DATA FOR REVIEW
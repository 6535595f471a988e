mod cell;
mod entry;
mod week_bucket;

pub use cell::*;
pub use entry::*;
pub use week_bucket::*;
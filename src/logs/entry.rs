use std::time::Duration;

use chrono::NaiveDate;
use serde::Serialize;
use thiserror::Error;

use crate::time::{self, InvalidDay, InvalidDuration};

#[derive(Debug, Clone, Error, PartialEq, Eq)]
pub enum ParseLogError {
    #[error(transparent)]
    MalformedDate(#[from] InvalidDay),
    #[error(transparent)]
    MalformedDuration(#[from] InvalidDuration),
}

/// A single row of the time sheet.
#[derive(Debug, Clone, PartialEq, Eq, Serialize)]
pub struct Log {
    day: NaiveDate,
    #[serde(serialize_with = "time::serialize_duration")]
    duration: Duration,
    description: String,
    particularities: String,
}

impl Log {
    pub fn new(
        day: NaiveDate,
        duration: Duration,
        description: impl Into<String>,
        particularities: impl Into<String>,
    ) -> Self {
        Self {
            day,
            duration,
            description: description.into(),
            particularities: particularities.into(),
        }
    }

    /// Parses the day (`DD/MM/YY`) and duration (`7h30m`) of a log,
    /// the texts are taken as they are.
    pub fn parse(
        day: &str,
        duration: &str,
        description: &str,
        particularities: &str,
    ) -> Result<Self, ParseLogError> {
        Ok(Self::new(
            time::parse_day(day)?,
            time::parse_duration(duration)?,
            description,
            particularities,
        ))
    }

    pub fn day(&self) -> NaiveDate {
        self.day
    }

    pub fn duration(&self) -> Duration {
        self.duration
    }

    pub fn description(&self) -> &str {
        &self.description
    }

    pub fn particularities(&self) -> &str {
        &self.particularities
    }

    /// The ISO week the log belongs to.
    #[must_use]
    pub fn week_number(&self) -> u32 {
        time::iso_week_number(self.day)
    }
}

TASK ITEM
Using the same words as the original, repeat the records above.

RESULT OF THIS EXERCISE
repository 6535595f471a988e
mod cell;
mod entry;
mod week_bucket;

pub use cell::*;
pub use entry::*;
pub use week_bucket::*;
filename src/logs/entry.rs
use std::time::Duration;

use chrono::NaiveDate;
use serde::Serialize;
use thiserror::Error;

use crate::time::{self, InvalidDay, InvalidDuration};

#[derive(Debug, Clone, Error, PartialEq, Eq)]
pub enum ParseLogError {
    #[error(transparent)]
    MalformedDate(#[from] InvalidDay),
    #[error(transparent)]
    MalformedDuration(#[from] InvalidDuration),
}

/// A single row of the time sheet.
#[derive(Debug, Clone, PartialEq, Eq, Serialize)]
pub struct Log {
    day: NaiveDate,
    #[serde(serialize_with = "time::serialize_duration")]
    duration: Duration,
    description: String,
    particularities: String,
}

impl Log {
    pub fn new(
        day: NaiveDate,
        duration: Duration,
        description: impl Into<String>,
        particularities: impl Into<String>,
    ) -> Self {
        Self {
            day,
            duration,
            description: description.into(),
            particularities: particularities.into(),
        }
    }

    /// Parses the day (`DD/MM/YY`) and duration (`7h30m`) of a log,
    /// the texts are taken as they are.
    pub fn parse(
        day: &str,
        duration: &str,
        description: &str,
        particularities: &str,
    ) -> Result<Self, ParseLogError> {
        Ok(Self::new(
            time::parse_day(day)?,
            time::parse_duration(duration)?,
            description,
            particularities,
        ))
    }

    pub fn day(&self) -> NaiveDate {
        self.day
    }

    pub fn duration(&self) -> Duration {
        self.duration
    }

    pub fn description(&self) -> &str {
        &self.description
    }

    pub fn particularities(&self) -> &str {
        &self.particularities
    }

    /// The ISO week the log belongs to.
    #[must_use]
    pub fn week_number(&self) -> u32 {
        time::iso_week_number(self.day)
    }
}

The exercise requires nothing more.